Les personnages vivent et respirent les archétypes qu’ils incarnent, et certains de leurs motifs n’ont aucun sens – pourquoi Hannah, qui a créé un court métrage primé intitulé « Cunt Saw », n’a-t-elle pas fait grand-chose avec ce renouveau ? Ensuite, il y a l’enfant star qui agit encore comme un enfant. Sa mère vient toujours avec lui pour se coucher et le harcèle à propos de manger des bonbons et non des carottes, il a un sens de l’humour grossier qui correspondrait à celui d’un enfant de 11 ans, et il n’agit pas du tout son âge. Il y a tellement de potentiel à creuser plus profondément dans le traumatisme d’être une enfant star et comment cela retarde le développement mental, mais la série ne l’utilise que comme bâillon. Dans le même temps, le seul acteur se vante toujours d’être allé à la Yale’s School of Drama, mais il se débat toujours en tant qu’acteur et a besoin d’être validé.
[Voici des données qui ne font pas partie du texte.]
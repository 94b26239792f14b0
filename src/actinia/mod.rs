// SPDX-License-Identifier: MIT

//! Actinia module - the remote execution engine boundary
//!
//! This module provides:
//! - `Engine` - the capability set the driver consumes
//! - `ActiniaEngine` - HTTP implementation against the actinia REST API
//! - `ProcessChain` / `Instruction` - the plan format the engine executes
//! - `LayerName` - the engine's dataset naming convention

mod chain;
mod client;
mod layer;

pub use chain::{ImportDescr, InputBinding, Instruction, OutputBinding, ProcessChain};
pub use client::ActiniaEngine;
pub use layer::{DataType, LayerName};

use crate::error::Result;
use async_trait::async_trait;
use serde::{Deserialize, Serialize};
use serde_json::Value;

/// Identifier the engine assigns to a submitted process chain
#[derive(Debug, Clone, PartialEq, Eq, Serialize, Deserialize)]
pub struct RunHandle {
    pub resource_id: String,
}

/// Run state as reported by the engine
#[derive(Debug, Clone, Copy, PartialEq, Eq, Serialize, Deserialize)]
#[serde(rename_all = "lowercase")]
pub enum RunStatus {
    Accepted,
    Running,
    Finished,
    Error,
    Terminated,
}

impl RunStatus {
    /// Parse the engine's status string; unknown values count as accepted
    pub fn parse(value: &str) -> Self {
        match value {
            "running" => Self::Running,
            "finished" => Self::Finished,
            "error" => Self::Error,
            "terminated" => Self::Terminated,
            _ => Self::Accepted,
        }
    }
}

/// Snapshot of a run returned by [`Engine::submit`] and [`Engine::status`]
#[derive(Debug, Clone, PartialEq, Serialize, Deserialize)]
pub struct RunReport {
    pub handle: RunHandle,
    pub status: RunStatus,
    #[serde(default)]
    pub results: Vec<String>,
    #[serde(default)]
    pub message: Option<String>,
}

/// Capability set of the remote execution engine.
///
/// Every call either succeeds or fails with an error; a non-success status
/// from the engine is reported as `DriverError::Engine`, never as an empty
/// result.
#[async_trait]
pub trait Engine: Send + Sync {
    /// List the mapsets of a location
    async fn list_mapsets(&self, location: &str) -> Result<Vec<String>>;

    /// List the raster layers of a mapset
    async fn list_raster(&self, location: &str, mapset: &str) -> Result<Vec<String>>;

    /// List the vector layers of a mapset
    async fn list_vector(&self, location: &str, mapset: &str) -> Result<Vec<String>>;

    /// List the space-time raster datasets of a mapset
    async fn list_strds(&self, location: &str, mapset: &str) -> Result<Vec<String>>;

    /// Module catalogue in the engine's own description format
    async fn list_modules(&self) -> Result<Vec<Value>>;

    /// Submit a process chain for asynchronous execution in `location`
    async fn submit(&self, location: &str, chain: &ProcessChain) -> Result<RunReport>;

    /// Current state of a submitted run
    async fn status(&self, handle: &RunHandle) -> Result<RunReport>;

    /// Request termination of a submitted run
    async fn cancel(&self, handle: &RunHandle) -> Result<()>;
}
Il n’est pas le seul dans une telle situation dans le monde de l’art.

Tout cela ne signifie pas que Reboot est agréable – les épisodes de trente minutes en font une bouchée et facile à apprécier par tranches. Rien de plus et le spectateur occasionnel pourrait se retrouver à vouloir arrêter d’ici la fin de l’épisode trois. Les acteurs font un travail formidable tout au long de Reboot et, compte tenu des CV de cette distribution, il n’est pas surprenant qu’ils jouent ces personnages aussi bien qu’eux. La façon dont ils livrent certaines de ces lignes complètement dans le caractère est impressionnante, et ce qui pourrait finalement faire rire quelqu’un. Parfois, c’est tout ce qui permet à une émission de continuer, et c’est ce qui se passe avec Reboot.

Les trois premiers épisodes de Reboot sont disponibles en streaming sur Hulu à partir du 20 septembre 2022. Les épisodes restants seront diffusés chaque semaine.